Nuestros anfitriones son una pareja de venezolanos y otra panameña. La venezolana es una diosa que resume lo más noble y generoso de nuestro pueblo: el amor por nuestra historia, la poesía, la pasión por la patria. Tiene el don de la vitalidad creadora en todo lo que trata, la delicadeza y el buen tono para la conversa. Es un trozo de lo más genuino de nuestra tierra que pareciéramos no merecer. Su esposo es su complemento bolivariano más perfecto, porque para Simón Bolívar sus edecanes tenían que ser ingleses o irlandeses. Para mí la anfitriona venezolana merece el nombre de Simona: su misma estatura, vitalidad, elocuencia y brillo en la claridad de las ideas. Y hay que decir, por supuesto, que Simona es profundamente chavista.

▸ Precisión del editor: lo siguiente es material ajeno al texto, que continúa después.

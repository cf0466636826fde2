// Tue Jan 13 2026 - Alex

use serde::{Deserialize, Serialize};
use std::path::Path;
use thiserror::Error;

#[derive(Error, Debug)]
pub enum ConfigError {
    #[error("Failed to read config {path}: {source}")]
    Read { path: String, source: std::io::Error },
    #[error("Failed to write config {path}: {source}")]
    Write { path: String, source: std::io::Error },
    #[error("Malformed config: {0}")]
    Parse(#[from] serde_json::Error),
    #[error("Invalid config: {0}")]
    Invalid(String),
}

#[derive(Debug, Clone, Serialize, Deserialize, PartialEq)]
#[serde(default)]
pub struct Config {
    /// Strip `\n` from captured module source before patching.
    pub strip_newlines: bool,
    /// What `$self` in a replacement expands to; `{owner}` becomes the
    /// JSON-quoted extension name.
    pub self_reference_template: String,
    pub slow_patch_threshold_ms: u64,
    /// Entry points inside the first module containing this are required
    /// only after scanning settles.
    pub deferred_entry_marker: String,
    pub worker_asset_marker: String,
    /// Zero means yield to the scheduler instead of sleeping.
    pub poll_interval_ms: u64,
    pub max_poll_cycles: usize,
    pub settle_cycles: usize,
    pub criteria_truncation: usize,
    pub export_key_limit: usize,
    pub record_history: bool,
    pub sentinel: String,
    pub report_title: String,
    pub webhook: Option<WebhookConfig>,
    pub ignored_errors: Vec<String>,
}

#[derive(Debug, Clone, Serialize, Deserialize, PartialEq)]
pub struct WebhookConfig {
    pub url: String,
    #[serde(default)]
    pub secret: Option<String>,
    #[serde(default = "default_webhook_username")]
    pub username: String,
}

fn default_webhook_username() -> String {
    "Bundle Interceptor Reporter".to_string()
}

impl Default for Config {
    fn default() -> Self {
        Self {
            strip_newlines: true,
            self_reference_template: "BundleInterceptor.extensions[{owner}]".to_string(),
            slow_patch_threshold_ms: 5,
            deferred_entry_marker: ".cssDebuggingEnabled&&".to_string(),
            worker_asset_marker: "importScripts(".to_string(),
            poll_interval_ms: 0,
            max_poll_cycles: 10_000,
            settle_cycles: 1,
            criteria_truncation: 200,
            export_key_limit: 3,
            record_history: true,
            sentinel: "[BundleInterceptor]".to_string(),
            report_title: "Bundle Interceptor Report".to_string(),
            webhook: None,
            ignored_errors: Vec::new(),
        }
    }
}

impl Config {
    pub fn new() -> Self {
        Self::default()
    }

    pub fn with_strip_newlines(mut self, strip: bool) -> Self {
        self.strip_newlines = strip;
        self
    }

    pub fn with_slow_patch_threshold_ms(mut self, ms: u64) -> Self {
        self.slow_patch_threshold_ms = ms;
        self
    }

    pub fn with_poll_interval_ms(mut self, ms: u64) -> Self {
        self.poll_interval_ms = ms;
        self
    }

    pub fn with_max_poll_cycles(mut self, cycles: usize) -> Self {
        self.max_poll_cycles = cycles;
        self
    }

    pub fn with_deferred_entry_marker(mut self, marker: impl Into<String>) -> Self {
        self.deferred_entry_marker = marker.into();
        self
    }

    pub fn with_sentinel(mut self, sentinel: impl Into<String>) -> Self {
        self.sentinel = sentinel.into();
        self
    }

    pub fn with_webhook(mut self, webhook: WebhookConfig) -> Self {
        self.webhook = Some(webhook);
        self
    }

    pub fn with_ignored_error(mut self, pattern: impl Into<String>) -> Self {
        self.ignored_errors.push(pattern.into());
        self
    }

    pub fn self_reference(&self, owner: &str) -> String {
        let quoted = serde_json::to_string(owner).unwrap_or_else(|_| format!("\"{}\"", owner));
        self.self_reference_template.replace("{owner}", &quoted)
    }

    pub fn validate(&self) -> Result<(), ConfigError> {
        if self.sentinel.trim().is_empty() {
            return Err(ConfigError::Invalid("sentinel must not be empty".to_string()));
        }
        if self.sentinel.contains(char::is_whitespace) {
            return Err(ConfigError::Invalid("sentinel must not contain whitespace".to_string()));
        }
        if self.max_poll_cycles == 0 {
            return Err(ConfigError::Invalid("max_poll_cycles must be greater than 0".to_string()));
        }
        if self.settle_cycles == 0 {
            return Err(ConfigError::Invalid("settle_cycles must be greater than 0".to_string()));
        }
        if self.criteria_truncation < 8 {
            return Err(ConfigError::Invalid("criteria_truncation must be at least 8".to_string()));
        }
        if self.deferred_entry_marker.is_empty() || self.worker_asset_marker.is_empty() {
            return Err(ConfigError::Invalid("markers must not be empty".to_string()));
        }
        if let Some(webhook) = &self.webhook {
            if !webhook.url.starts_with("http://") && !webhook.url.starts_with("https://") {
                return Err(ConfigError::Invalid(format!("webhook url {} is not http(s)", webhook.url)));
            }
        }
        for pattern in &self.ignored_errors {
            regex::Regex::new(pattern)
                .map_err(|e| ConfigError::Invalid(format!("ignored error pattern {}: {}", pattern, e)))?;
        }
        Ok(())
    }

    pub fn load(path: &Path) -> Result<Self, ConfigError> {
        let text = std::fs::read_to_string(path).map_err(|source| ConfigError::Read {
            path: path.display().to_string(),
            source,
        })?;
        let config: Config = serde_json::from_str(&text)?;
        config.validate()?;
        Ok(config)
    }

    pub fn save(&self, path: &Path) -> Result<(), ConfigError> {
        let text = serde_json::to_string_pretty(self)?;
        std::fs::write(path, text).map_err(|source| ConfigError::Write {
            path: path.display().to_string(),
            source,
        })
    }
}

#[cfg(test)]
mod tests {
    use super::*;

    #[test]
    fn test_default_is_valid() {
        assert!(Config::default().validate().is_ok());
    }

    #[test]
    fn test_self_reference_quotes_owner() {
        let config = Config::default();
        assert_eq!(config.self_reference("Demo"), "BundleInterceptor.extensions[\"Demo\"]");
    }

    #[test]
    fn test_validate_rejects_bad_values() {
        assert!(Config::default().with_sentinel("").validate().is_err());
        assert!(Config::default().with_max_poll_cycles(0).validate().is_err());
        assert!(Config::default().with_ignored_error("(unclosed").validate().is_err());
        let hook = WebhookConfig {
            url: "ftp://example".to_string(),
            secret: None,
            username: default_webhook_username(),
        };
        assert!(Config::default().with_webhook(hook).validate().is_err());
    }

    #[test]
    fn test_save_load_roundtrip() {
        let dir = tempfile::tempdir().unwrap();
        let path = dir.path().join("config.json");
        let config = Config::default().with_poll_interval_ms(3).with_ignored_error("KeybindStore");
        config.save(&path).unwrap();
        assert_eq!(Config::load(&path).unwrap(), config);
    }

    #[test]
    fn test_partial_file_uses_defaults() {
        let dir = tempfile::tempdir().unwrap();
        let path = dir.path().join("partial.json");
        std::fs::write(&path, r#"{"slow_patch_threshold_ms": 50}"#).unwrap();
        let config = Config::load(&path).unwrap();
        assert_eq!(config.slow_patch_threshold_ms, 50);
        assert!(config.strip_newlines);
    }
}
// Tue Jan 13 2026 - Alex

use crate::pattern::canonical::canonicalize_pattern;
use crate::pattern::PatternError;
use once_cell::sync::Lazy;
use parking_lot::RwLock;
use fancy_regex::Regex;
use std::collections::HashMap;

static GLOBAL_CACHE: Lazy<RegexCache> = Lazy::new(|| RegexCache::new(4096));

/// Compiled regexes keyed by the source the author wrote. Many extensions
/// share fragments like `\i\.jsx\)`, and every lookup replay recompiles
/// otherwise.
pub struct RegexCache {
    cache: RwLock<HashMap<String, Regex>>,
    max_size: usize,
}

impl RegexCache {
    pub fn new(max_size: usize) -> Self {
        Self {
            cache: RwLock::new(HashMap::new()),
            max_size,
        }
    }

    pub fn global() -> &'static RegexCache {
        &GLOBAL_CACHE
    }

    pub fn get(&self, source: &str) -> Option<Regex> {
        self.cache.read().get(source).cloned()
    }

    pub fn compile(&self, source: &str) -> Result<Regex, PatternError> {
        if let Some(regex) = self.get(source) {
            return Ok(regex);
        }

        let canonical = canonicalize_pattern(source);
        let regex = Regex::new(&canonical).map_err(|e| PatternError::InvalidPattern {
            pattern: source.to_string(),
            reason: e.to_string(),
        })?;

        let mut cache = self.cache.write();
        if cache.len() >= self.max_size {
            cache.clear();
        }
        cache.insert(source.to_string(), regex.clone());

        Ok(regex)
    }

    pub fn clear(&self) {
        self.cache.write().clear();
    }

    pub fn size(&self) -> usize {
        self.cache.read().len()
    }
}

impl Default for RegexCache {
    fn default() -> Self {
        Self::new(1024)
    }
}

/// Compiles through the process-wide cache.
pub fn compile(source: &str) -> Result<Regex, PatternError> {
    RegexCache::global().compile(source)
}

#[cfg(test)]
mod tests {
    use super::*;

    #[test]
    fn test_compile_caches_by_source() {
        let cache = RegexCache::new(8);
        let a = cache.compile(r"\i\.foo").unwrap();
        assert_eq!(cache.size(), 1);
        let b = cache.compile(r"\i\.foo").unwrap();
        assert_eq!(a.as_str(), b.as_str());
        assert_eq!(cache.size(), 1);
    }

    #[test]
    fn test_invalid_pattern_reports_source() {
        let cache = RegexCache::new(8);
        let err = cache.compile("(unclosed").unwrap_err();
        match err {
            PatternError::InvalidPattern { pattern, .. } => assert_eq!(pattern, "(unclosed"),
            other => panic!("unexpected error: {other:?}"),
        }
        assert_eq!(cache.size(), 0);
    }

    #[test]
    fn test_look_around_compiles() {
        let cache = RegexCache::new(8);
        let re = cache.compile(r"(?<=\i\.)isDev(?!\w)").unwrap();
        assert!(re.is_match("e.isDev;").unwrap());
        assert!(!re.is_match("e.isDeveloper").unwrap());
        assert!(!re.is_match("isDev").unwrap());
    }

    #[test]
    fn test_cache_clears_when_full() {
        let cache = RegexCache::new(2);
        cache.compile("a").unwrap();
        cache.compile("b").unwrap();
        cache.compile("c").unwrap();
        assert_eq!(cache.size(), 1);
    }
}
// Tue Jan 13 2026 - Alex

use crate::lazy::LazyError;
use crate::patch::PatchError;
use crate::pattern::PatternError;
use thiserror::Error;

#[derive(Error, Debug)]
pub enum ManifestError {
    #[error("Failed to read manifest {path}: {source}")]
    Read { path: String, source: std::io::Error },
    #[error("Malformed manifest: {0}")]
    Parse(#[from] serde_json::Error),
    #[error("Duplicate extension name {0}")]
    DuplicateName(String),
    #[error(transparent)]
    Patch(#[from] PatchError),
    #[error(transparent)]
    Lookup(#[from] LazyError),
    #[error(transparent)]
    Pattern(#[from] PatternError),
}
// Tue Jan 13 2026 - Alex

pub mod exports;
pub mod id;
pub mod record;
pub mod registry;

pub use exports::{ExportPath, ExportValue, ModuleExports};
pub use id::{ChunkId, ModuleId};
pub use record::ModuleRecord;
pub use registry::{InterceptOutcome, ModuleRegistry};
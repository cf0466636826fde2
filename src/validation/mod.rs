// Tue Jan 13 2026 - Alex

pub mod runner;

pub use runner::{CrawlProgress, LineSink, VerificationOutcome, VerificationRunner};
// Tue Jan 13 2026 - Alex

pub mod args;
pub mod handler;

pub use args::{Args, CollectArgs, Command, SearchArgs, VerifyArgs};
pub use handler::{exit_code, CommandHandler, EXIT_CLEAN, EXIT_FATAL, EXIT_FINDINGS};

use clap::Parser;

pub fn parse_args() -> Args {
    Args::parse()
}

/// Parses the command line and runs it, returning the exit status.
pub fn run() -> anyhow::Result<i32> {
    let args = parse_args();
    CommandHandler::new().execute(args)
}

En Panamá todo está por venderse, y se ofrecen centenares de condominios para el que quiera retirarse a vivir en un apartamento de lujo de un edificio de cincuenta pisos. Las personas de la tercera edad cuentan con descuento del 30% en restaurantes, farmacias y algunos comercios. Uno comprueba que la distorsión de la economía venezolana ha sido destrozada por Fedecámaras, que ha convertido a nuestro país en uno de los más caros del mundo. En Panamá, cualquier persona se viste desde la cabeza a los pies con sólo diez dólares: sombrero, camisa, guardacamisa, pantalón y medias. La comida es muy barata, y los taxis nunca cobran, por cualquier carrera, más de tres dólares.

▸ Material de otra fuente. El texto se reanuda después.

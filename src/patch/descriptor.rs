// Tue Jan 13 2026 - Alex

use crate::config::Config;
use crate::patch::PatchError;
use crate::pattern::{cache, CodeFragment, FindCriterion, RegexRewrite, Replacement, TextMatcher, TextRewriter};
use crate::registry::ModuleId;
use serde::{Deserialize, Serialize};
use std::fmt;
use std::rc::Rc;

pub type ModulePredicate = Rc<dyn Fn(&ModuleId) -> bool>;
pub type RuleGate = Rc<dyn Fn() -> bool>;

fn one() -> usize {
    1
}

/// A rule as written in an extension manifest.
#[derive(Debug, Clone, PartialEq, Eq, Serialize, Deserialize)]
pub struct RuleSpec {
    #[serde(rename = "match")]
    pub pattern: String,
    pub replace: String,
    #[serde(default)]
    pub global: bool,
    #[serde(default = "one")]
    pub expected: usize,
}

/// A patch as written in an extension manifest.
#[derive(Debug, Clone, PartialEq, Eq, Serialize, Deserialize)]
pub struct PatchSpec {
    pub find: String,
    #[serde(default)]
    pub find_regex: bool,
    pub replacement: Vec<RuleSpec>,
    #[serde(default)]
    pub all: bool,
    #[serde(default)]
    pub group: bool,
    #[serde(default)]
    pub no_warn: bool,
}

/// What a descriptor whose module predicate rejects a matching module
/// counts as.
#[derive(Debug, Clone, Copy, PartialEq, Eq, Default)]
pub enum PredicateMiss {
    /// The find matched, so the descriptor is not reported as unfound.
    CountsAsFound,
    /// The descriptor keeps waiting for a module the predicate accepts.
    #[default]
    StaysPending,
}

pub struct PatchRule {
    rewriter: Rc<dyn TextRewriter>,
    expected: usize,
    gate: Option<RuleGate>,
}

impl PatchRule {
    pub fn new(rewriter: Rc<dyn TextRewriter>) -> Self {
        Self {
            rewriter,
            expected: 1,
            gate: None,
        }
    }

    pub fn with_expected(mut self, expected: usize) -> Self {
        self.expected = expected;
        self
    }

    pub fn with_gate(mut self, gate: RuleGate) -> Self {
        self.gate = Some(gate);
        self
    }

    pub fn rewriter(&self) -> &dyn TextRewriter {
        self.rewriter.as_ref()
    }

    pub fn expected(&self) -> usize {
        self.expected
    }

    pub fn is_open(&self) -> bool {
        self.gate.as_ref().map_or(true, |g| g())
    }

    pub fn describe(&self) -> String {
        self.rewriter.describe()
    }
}

impl fmt::Debug for PatchRule {
    fn fmt(&self, f: &mut fmt::Formatter<'_>) -> fmt::Result {
        f.debug_struct("PatchRule")
            .field("rewriter", &self.rewriter.describe())
            .field("expected", &self.expected)
            .field("gated", &self.gate.is_some())
            .finish()
    }
}

pub struct PatchDescriptor {
    pub owner: String,
    pub find: FindCriterion,
    pub rules: Vec<PatchRule>,
    pub all: bool,
    pub group: bool,
    pub no_warn: bool,
    pub bootstrap: bool,
    pub enabled: bool,
    pub predicate: Option<ModulePredicate>,
    pub predicate_miss: PredicateMiss,
}

impl PatchDescriptor {
    pub fn new(owner: impl Into<String>, find: FindCriterion) -> Self {
        Self {
            owner: owner.into(),
            find,
            rules: Vec::new(),
            all: false,
            group: false,
            no_warn: false,
            bootstrap: false,
            enabled: true,
            predicate: None,
            predicate_miss: PredicateMiss::default(),
        }
    }

    pub fn with_rule(mut self, rule: PatchRule) -> Self {
        self.rules.push(rule);
        self
    }

    pub fn with_all(mut self, all: bool) -> Self {
        self.all = all;
        self
    }

    pub fn with_group(mut self, group: bool) -> Self {
        self.group = group;
        self
    }

    pub fn with_no_warn(mut self, no_warn: bool) -> Self {
        self.no_warn = no_warn;
        self
    }

    pub fn with_bootstrap(mut self, bootstrap: bool) -> Self {
        self.bootstrap = bootstrap;
        self
    }

    pub fn with_predicate(mut self, predicate: ModulePredicate, on_miss: PredicateMiss) -> Self {
        self.predicate = Some(predicate);
        self.predicate_miss = on_miss;
        self
    }

    /// Builds a descriptor from its manifest form. `$self` in replacements
    /// resolves against the owner.
    pub fn from_spec(owner: &str, spec: &PatchSpec, config: &Config) -> Result<Self, PatchError> {
        if spec.find.is_empty() {
            return Err(PatchError::EmptyFind { owner: owner.to_string() });
        }
        if spec.replacement.is_empty() {
            return Err(PatchError::NoRules { owner: owner.to_string() });
        }

        let find = if spec.find_regex {
            CodeFragment::pattern(&spec.find).map_err(|source| PatchError::InvalidFind {
                owner: owner.to_string(),
                source,
            })?
        } else {
            CodeFragment::text(spec.find.clone())
        };

        let self_reference = config.self_reference(owner);
        let mut descriptor = PatchDescriptor::new(owner, find)
            .with_all(spec.all)
            .with_group(spec.group)
            .with_no_warn(spec.no_warn);

        for (index, rule) in spec.replacement.iter().enumerate() {
            if rule.expected == 0 {
                return Err(PatchError::ZeroExpected {
                    owner: owner.to_string(),
                    index,
                });
            }
            let regex = cache::compile(&rule.pattern).map_err(|source| PatchError::InvalidRule {
                owner: owner.to_string(),
                index,
                source,
            })?;
            let rewrite = RegexRewrite::new(regex, Replacement::template(rule.replace.clone()))
                .with_global(rule.global)
                .with_self_reference(self_reference.clone());
            descriptor = descriptor.with_rule(PatchRule::new(Rc::new(rewrite)).with_expected(rule.expected));
        }

        Ok(descriptor)
    }

    pub fn describe_find(&self) -> String {
        self.find.describe()
    }
}

impl fmt::Debug for PatchDescriptor {
    fn fmt(&self, f: &mut fmt::Formatter<'_>) -> fmt::Result {
        f.debug_struct("PatchDescriptor")
            .field("owner", &self.owner)
            .field("find", &self.find.to_string())
            .field("rules", &self.rules)
            .field("all", &self.all)
            .field("group", &self.group)
            .field("bootstrap", &self.bootstrap)
            .field("enabled", &self.enabled)
            .finish()
    }
}

#[cfg(test)]
mod tests {
    use super::*;

    fn spec(find: &str, rules: Vec<RuleSpec>) -> PatchSpec {
        PatchSpec {
            find: find.to_string(),
            find_regex: false,
            replacement: rules,
            all: false,
            group: false,
            no_warn: false,
        }
    }

    fn rule(pattern: &str, replace: &str) -> RuleSpec {
        RuleSpec {
            pattern: pattern.to_string(),
            replace: replace.to_string(),
            global: false,
            expected: 1,
        }
    }

    #[test]
    fn test_spec_deserializes_with_defaults() {
        let spec: PatchSpec = serde_json::from_str(
            r#"{"find":"FOO_MARKER","replacement":[{"match":"BAR=1","replace":"BAR=2"}]}"#,
        )
        .unwrap();
        assert_eq!(spec.replacement[0].expected, 1);
        assert!(!spec.all);
    }

    #[test]
    fn test_from_spec_rejects_bad_input() {
        let config = Config::default();
        assert!(matches!(
            PatchDescriptor::from_spec("A", &spec("", vec![rule("x", "y")]), &config),
            Err(PatchError::EmptyFind { .. })
        ));
        assert!(matches!(
            PatchDescriptor::from_spec("A", &spec("x", vec![]), &config),
            Err(PatchError::NoRules { .. })
        ));
        assert!(matches!(
            PatchDescriptor::from_spec("A", &spec("x", vec![rule("(", "y")]), &config),
            Err(PatchError::InvalidRule { index: 0, .. })
        ));
    }

    #[test]
    fn test_from_spec_builds_rules_in_order() {
        let config = Config::default();
        let d = PatchDescriptor::from_spec("A", &spec("x", vec![rule("a", "b"), rule("c", "d")]), &config).unwrap();
        let described: Vec<_> = d.rules.iter().map(|r| r.describe()).collect();
        assert_eq!(described, vec!["/a/", "/c/"]);
        assert_eq!(d.describe_find(), "\"x\"");
    }
}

Miles de venezolanos han llegado a esta tierra huyendo del “tirano”. Cuando estuve en una clínica, lo primero que me preguntó la médica fue: “Viene usted huyendo de Chávez”, a lo que lo me respondí: “Qué manía. La gente suele vivir huyendo de sí misma; el problema en Venezuela tiene que ver con cosas que ustedes no entienden. Ellos los que “huyen” son los más viles tiranos de la tierra, y por cobardía le echan sus miserias al Presidente”. Ese es el problema que hay en el mundo, demasiados imbéciles informados de todo, pero que nada saben ni nada entienden. Porque los medios se encargan de dotarlos de todas las estupideces abismales y ridículas que por doquier andan regando contra nuestro país. Yo pensaba que a partir del golpe de 2002 en Venezuela, le sería muy difícil a los medios seguir mintiendo, como igualmente seguir encontrándose gente que todavía se deje engañar; pero me he equivocado y cada vez me doy cuenta de que realmente, como decía el poeta Schiller, contra la estupidez, ni los mismos dioses pueden.

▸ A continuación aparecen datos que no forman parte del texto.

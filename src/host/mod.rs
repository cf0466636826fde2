// Tue Jan 13 2026 - Alex

//! The bundler runtime being instrumented.

pub mod error;
pub mod snapshot;

pub use error::HostError;
pub use snapshot::{Snapshot, SnapshotHost};

use crate::crawler::chunk::parse_asset_map;
use crate::registry::{ChunkId, ModuleExports, ModuleId};
use async_trait::async_trait;

/// A module factory as the host hands it over: an id and the serialized
/// function body.
#[derive(Debug, Clone, PartialEq, Eq)]
pub struct ModuleFactory {
    pub id: ModuleId,
    pub source: Vec<u8>,
}

impl ModuleFactory {
    pub fn new(id: impl Into<ModuleId>, source: impl Into<Vec<u8>>) -> Self {
        Self {
            id: id.into(),
            source: source.into(),
        }
    }
}

#[async_trait(?Send)]
pub trait BundleHost {
    /// Asset file backing a chunk, or `None` when the host maps the chunk to
    /// nothing.
    fn chunk_asset(&self, chunk: &ChunkId) -> Option<String>;

    /// Serialized chunk-to-asset mapping, as it appears in the host runtime.
    fn asset_map_source(&self) -> String;

    fn known_chunk_ids(&self) -> Result<Vec<ChunkId>, HostError> {
        parse_asset_map(&self.asset_map_source()).map_err(|e| HostError::AssetMap(e.to_string()))
    }

    async fn fetch_asset(&self, asset: &str) -> Result<Vec<u8>, HostError>;

    /// Loads a chunk and returns the factories it registers.
    async fn load_chunk(&self, chunk: &ChunkId) -> Result<Vec<ModuleFactory>, HostError>;

    /// Runs a module. `patched` is the rewritten factory body; `None` runs
    /// the factory exactly as shipped.
    fn execute(&self, id: &ModuleId, patched: Option<&str>) -> Result<ModuleExports, HostError>;

    fn initial_chunks(&self) -> Vec<ChunkId>;

    /// Modules the host requires on its own once the initial chunks load.
    fn entry_modules(&self) -> Vec<ModuleId>;
}
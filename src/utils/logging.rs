// Tue Jan 13 2026 - Alex

use colored::*;
use log::{Level, LevelFilter, Log, Metadata, Record};
use std::time::Instant;

/// Subsystem log targets.
pub mod targets {
    pub const REGISTRY: &str = "registry";
    pub const PATCHER: &str = "patcher";
    pub const LAZY: &str = "lazy";
    pub const CRAWLER: &str = "crawler";
    pub const REPORTER: &str = "reporter";
}

pub struct LoggingUtils;

impl LoggingUtils {
    /// `RUST_LOG` wins when set; otherwise the coloured stderr logger at the
    /// level the verbosity flag asks for.
    pub fn init(verbosity: u8, quiet: bool) {
        if std::env::var_os("RUST_LOG").is_some() {
            init_from_env();
            return;
        }

        let level = if quiet {
            LevelFilter::Error
        } else {
            Self::level_from_verbosity(verbosity)
        };
        Self::init_logger(level, std::env::var_os("NO_COLOR").is_none());
    }

    pub fn init_logger(level: LevelFilter, use_color: bool) {
        let logger = Box::new(ColoredLogger { level, use_color });
        if log::set_boxed_logger(logger).is_ok() {
            log::set_max_level(level);
        }
    }

    pub fn level_from_str(s: &str) -> LevelFilter {
        match s.to_lowercase().as_str() {
            "error" => LevelFilter::Error,
            "warn" | "warning" => LevelFilter::Warn,
            "info" => LevelFilter::Info,
            "debug" => LevelFilter::Debug,
            "trace" => LevelFilter::Trace,
            "off" => LevelFilter::Off,
            _ => LevelFilter::Info,
        }
    }

    pub fn level_from_verbosity(verbosity: u8) -> LevelFilter {
        match verbosity {
            0 => LevelFilter::Warn,
            1 => LevelFilter::Info,
            2 => LevelFilter::Debug,
            _ => LevelFilter::Trace,
        }
    }
}

struct ColoredLogger {
    level: LevelFilter,
    use_color: bool,
}

impl ColoredLogger {
    fn format_level(&self, level: Level) -> String {
        if !self.use_color {
            return format!("{:5}", level);
        }
        let label = match level {
            Level::Error => "ERROR".red().bold(),
            Level::Warn => "WARN ".yellow().bold(),
            Level::Info => "INFO ".green().bold(),
            Level::Debug => "DEBUG".blue().bold(),
            Level::Trace => "TRACE".magenta().bold(),
        };
        label.to_string()
    }
}

impl Log for ColoredLogger {
    fn enabled(&self, metadata: &Metadata) -> bool {
        metadata.level() <= self.level
    }

    fn log(&self, record: &Record) {
        if !self.enabled(record.metadata()) {
            return;
        }

        let target = format!("[{}]", record.target());
        let target = if self.use_color { target.dimmed().to_string() } else { target };
        eprintln!("{} {} {}", self.format_level(record.level()), target, record.args());
    }

    fn flush(&self) {}
}

pub fn init_from_env() {
    let _ = env_logger::Builder::from_default_env()
        .format_timestamp_millis()
        .try_init();
}

/// Logs how long a scope took, at debug level, when dropped.
pub struct ScopedTimer {
    name: String,
    target: &'static str,
    start: Instant,
}

impl ScopedTimer {
    pub fn new(target: &'static str, name: &str) -> Self {
        log::debug!(target: target, "{} started", name);
        Self {
            name: name.to_string(),
            target,
            start: Instant::now(),
        }
    }

    pub fn elapsed_ms(&self) -> f64 {
        self.start.elapsed().as_secs_f64() * 1000.0
    }
}

impl Drop for ScopedTimer {
    fn drop(&mut self) {
        log::debug!(target: self.target, "{} took {:.2}ms", self.name, self.elapsed_ms());
    }
}

pub fn scoped_timer(target: &'static str, name: &str) -> ScopedTimer {
    ScopedTimer::new(target, name)
}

Con mi amigo Joaquín Manuel Recuero nos pusimos a recorrer la exuberante zona selvática por entre los restos de la ciudad en la que residían los marines, y fuimos al Cerro Ancón.
Pasamos por El Chorrillo, la barriada heroica que fue masacrada por los norteamericanos bajo el mando del asesino George Bush. Allí donde estaba afincado el cuartel general de la guardia panameña, hoy transformado en un gueto. Los gringos invasores se afincaron en ametrallar esta zona porque es donde residen los pobres, es nuestro 23 de enero.
Pasamos frente a un precioso terreno en el que están levantando un gran parque, y me refiere Joaquín que todo ese terreno fue un campo de golf que expropió Omar Torrijos. Entonces allí nadie dijo ni pío.